Expression of a dominant active form of the MAP kinase kinase
mek-1 under a heat shock promoter leads to paralysis, egg laying defects, cessation of pharyngeal pumping and eventually death (WBG 14#2,
p72). However, the heat shock produces high levels of an activated kinase in all the cells, whereas
mek-1 is normally expressed only in a small number of cells. We are particularly interested in the pharyngeal phenotype, since
mek-1 is expressed in the pharynx and pharyngeal pumping can be further analyzed electrophysiologically. To study the pharyngeal defect, we want to express
mek-1(dom) in the pharynx only and, since this might lead to suppression of feeding and thus growth arrest, we want to be able to induce expression in these cells at any given time. To accomplish this, we used the temperature sensitive
smg-7(
r1131ts) mutant to stabilize messages engineered with a specific, long
unc-54 tail', driven by a cell-specific promoter (with thanks to Phil Anderson; a similar scheme was described recently by Getz et al., WBG 14#5,
p26).
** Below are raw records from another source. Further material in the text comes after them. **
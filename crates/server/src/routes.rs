use std::sync::Arc;

use axum::{
    extract::{Path, State},
    http::StatusCode,
    response::{IntoResponse, Response},
    routing::{get, post},
    Json, Router,
};
use serde::{Deserialize, Serialize};
use serde_json::json;
use tokio::sync::Mutex;

use salit_core::{Recommender, ShoppingPrediction};
use salit_db::repositories::PredictionRepository;
use salit_db::{AnalyticsRunError, AnalyticsRunner, RunSummary};

/// Shared application state.
///
/// The recommender is scoped to a single user session; concurrent flushes
/// are last-writer-wins by design, so a plain mutex is enough.
#[derive(Clone)]
pub struct AppState {
    runner: Arc<AnalyticsRunner>,
    recommender: Arc<Mutex<Recommender>>,
    predictions: Arc<dyn PredictionRepository>,
}

impl AppState {
    pub fn new(
        runner: AnalyticsRunner,
        recommender: Recommender,
        predictions: Arc<dyn PredictionRepository>,
    ) -> Self {
        Self {
            runner: Arc::new(runner),
            recommender: Arc::new(Mutex::new(recommender)),
            predictions,
        }
    }
}

#[derive(Debug, thiserror::Error)]
pub enum ApiError {
    #[error("invalid input: {0}")]
    InvalidInput(String),

    #[error("not found: {0}")]
    NotFound(String),

    #[error("storage failure: {0}")]
    Storage(String),
}

impl IntoResponse for ApiError {
    fn into_response(self) -> Response {
        let (status, message) = match self {
            ApiError::InvalidInput(message) => (StatusCode::BAD_REQUEST, message),
            ApiError::NotFound(message) => (StatusCode::NOT_FOUND, message),
            ApiError::Storage(message) => (StatusCode::BAD_GATEWAY, message),
        };

        let body = Json(json!({ "error": message }));
        (status, body).into_response()
    }
}

impl From<AnalyticsRunError> for ApiError {
    fn from(value: AnalyticsRunError) -> Self {
        match value {
            AnalyticsRunError::MissingUser => ApiError::InvalidInput(value.to_string()),
            AnalyticsRunError::Repository(error) => ApiError::Storage(error.to_string()),
        }
    }
}

pub fn router(state: AppState) -> Router {
    Router::new()
        .route("/analytics/runs", post(run_analytics))
        .route("/recommendations/{item}", get(recommendations))
        .route("/purchases", post(add_purchase))
        .route("/predictions/latest/{user_id}", get(latest_prediction))
        .with_state(state)
}

#[derive(Debug, Deserialize)]
struct AnalyticsRunRequest {
    #[serde(default)]
    user_id: String,
}

async fn run_analytics(
    State(state): State<AppState>,
    Json(request): Json<AnalyticsRunRequest>,
) -> Result<Json<RunSummary>, ApiError> {
    let summary = state.runner.run(&request.user_id).await?;
    Ok(Json(summary))
}

#[derive(Debug, Serialize)]
struct RecommendationsResponse {
    item: String,
    suggestions: Vec<String>,
}

async fn recommendations(
    State(state): State<AppState>,
    Path(item): Path<String>,
) -> Json<RecommendationsResponse> {
    let recommender = state.recommender.lock().await;
    let suggestions = recommender.get_recommendations(&item);
    Json(RecommendationsResponse { item, suggestions })
}

#[derive(Debug, Deserialize)]
struct PurchaseRequest {
    #[serde(default)]
    items: Vec<String>,
}

async fn add_purchase(
    State(state): State<AppState>,
    Json(request): Json<PurchaseRequest>,
) -> StatusCode {
    let mut recommender = state.recommender.lock().await;
    recommender.add_purchase_data(&request.items);
    StatusCode::NO_CONTENT
}

async fn latest_prediction(
    State(state): State<AppState>,
    Path(user_id): Path<String>,
) -> Result<Json<ShoppingPrediction>, ApiError> {
    let prediction = state
        .predictions
        .latest_for_user(&user_id)
        .await
        .map_err(|error| ApiError::Storage(error.to_string()))?;

    prediction
        .map(Json)
        .ok_or_else(|| ApiError::NotFound(format!("no prediction for user `{user_id}`")))
}

#[cfg(test)]
mod tests {
    use std::sync::Arc;

    use axum::body::{to_bytes, Body};
    use axum::http::{header, Request, StatusCode};
    use chrono::{DateTime, Duration, TimeZone, Utc};
    use tower::ServiceExt;

    use salit_core::{FixedClock, ItemRecord, MemoryStore, Recommender};
    use salit_db::repositories::{
        InMemoryItemHistoryRepository, InMemoryPatternRepository, InMemoryPredictionRepository,
        InMemoryProductAnalyticsRepository,
    };
    use salit_db::AnalyticsRunner;

    use super::{router, AppState};

    fn now() -> DateTime<Utc> {
        Utc.with_ymd_and_hms(2024, 6, 15, 12, 0, 0).unwrap()
    }

    async fn state_with_history(records: Vec<ItemRecord>) -> AppState {
        let items = Arc::new(InMemoryItemHistoryRepository::default());
        items.seed("user-1", records).await;
        let predictions = Arc::new(InMemoryPredictionRepository::default());

        let runner = AnalyticsRunner::new(
            items,
            Arc::new(InMemoryProductAnalyticsRepository::default()),
            predictions.clone(),
            Arc::new(InMemoryPatternRepository::default()),
            Arc::new(FixedClock(now())),
        );

        let recommender =
            Recommender::new(Box::new(MemoryStore::default()), Box::new(FixedClock(now())));

        AppState::new(runner, recommender, predictions)
    }

    fn item(name: &str, days_ago: i64) -> ItemRecord {
        ItemRecord {
            name: name.to_string(),
            category: "מזון".to_string(),
            quantity: 1,
            created_at: now() - Duration::days(days_ago),
            completed_at: None,
        }
    }

    fn post_json(uri: &str, body: serde_json::Value) -> Request<Body> {
        Request::builder()
            .method("POST")
            .uri(uri)
            .header(header::CONTENT_TYPE, "application/json")
            .body(Body::from(body.to_string()))
            .expect("request")
    }

    async fn body_json(response: axum::response::Response) -> serde_json::Value {
        let bytes = to_bytes(response.into_body(), usize::MAX).await.expect("body");
        serde_json::from_slice(&bytes).expect("json body")
    }

    #[tokio::test]
    async fn analytics_run_reports_summary() {
        let state =
            state_with_history(vec![item("חלב", 19), item("חלב", 9), item("לחם", 1)]).await;
        let app = router(state);

        let response = app
            .oneshot(post_json("/analytics/runs", serde_json::json!({ "user_id": "user-1" })))
            .await
            .expect("response");

        assert_eq!(response.status(), StatusCode::OK);
        let payload = body_json(response).await;
        assert_eq!(payload["processed_products"], 2);
        assert_eq!(payload["predictions_generated"], 1);
    }

    #[tokio::test]
    async fn analytics_run_without_user_is_rejected() {
        let state = state_with_history(Vec::new()).await;
        let app = router(state);

        let response = app
            .oneshot(post_json("/analytics/runs", serde_json::json!({})))
            .await
            .expect("response");

        assert_eq!(response.status(), StatusCode::BAD_REQUEST);
        let payload = body_json(response).await;
        assert!(payload["error"].as_str().expect("message").contains("user identity"));
    }

    #[tokio::test]
    async fn purchases_feed_recommendations() {
        let state = state_with_history(Vec::new()).await;
        let app = router(state);

        for _ in 0..2 {
            let response = app
                .clone()
                .oneshot(post_json(
                    "/purchases",
                    serde_json::json!({ "items": ["פסטה", "פטריות"] }),
                ))
                .await
                .expect("response");
            assert_eq!(response.status(), StatusCode::NO_CONTENT);
        }

        let response = app
            .oneshot(
                Request::builder()
                    .uri("/recommendations/%D7%A4%D7%A1%D7%98%D7%94")
                    .body(Body::empty())
                    .expect("request"),
            )
            .await
            .expect("response");

        assert_eq!(response.status(), StatusCode::OK);
        let payload = body_json(response).await;
        let suggestions: Vec<&str> = payload["suggestions"]
            .as_array()
            .expect("array")
            .iter()
            .filter_map(|value| value.as_str())
            .collect();
        assert!(suggestions.len() <= 3);
        assert_eq!(suggestions[0], "פטריות");
    }

    #[tokio::test]
    async fn latest_prediction_round_trips_after_run() {
        let state = state_with_history(vec![item("חלב", 19), item("חלב", 9)]).await;
        let app = router(state);

        let run_response = app
            .clone()
            .oneshot(post_json("/analytics/runs", serde_json::json!({ "user_id": "user-1" })))
            .await
            .expect("response");
        assert_eq!(run_response.status(), StatusCode::OK);

        let response = app
            .oneshot(
                Request::builder()
                    .uri("/predictions/latest/user-1")
                    .body(Body::empty())
                    .expect("request"),
            )
            .await
            .expect("response");

        assert_eq!(response.status(), StatusCode::OK);
        let payload = body_json(response).await;
        assert_eq!(payload["user_id"], "user-1");
        assert_eq!(payload["prediction_period"], "weekly");
        assert_eq!(payload["predicted_items"][0]["product_name"], "חלב");
    }

    #[tokio::test]
    async fn missing_prediction_is_not_found() {
        let state = state_with_history(Vec::new()).await;
        let app = router(state);

        let response = app
            .oneshot(
                Request::builder()
                    .uri("/predictions/latest/nobody")
                    .body(Body::empty())
                    .expect("request"),
            )
            .await
            .expect("response");

        assert_eq!(response.status(), StatusCode::NOT_FOUND);
    }
}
Injected at 4 ng/ul, a
myo-2::GFP construct with the
unc-54 tail was not expressed in wild-type animals but was expressed at considerable levels in
smg-7(ts) at both 15 and 25 degrees. Introducing
mek-1(dom) with the same promoter and tail fragments in
smg-7(ts) often led to a starved appearance and growth delay even at 15 degrees at very low concentrations. This is consistent with significant levels of
mek-1(dom) present in the pharyngeal muscle cells, the presumed site of action for
mek-1 to affect pharyngeal pumping. We are currently using Andy Fire's
smg-1(
cc546ts) mutant for further analysis.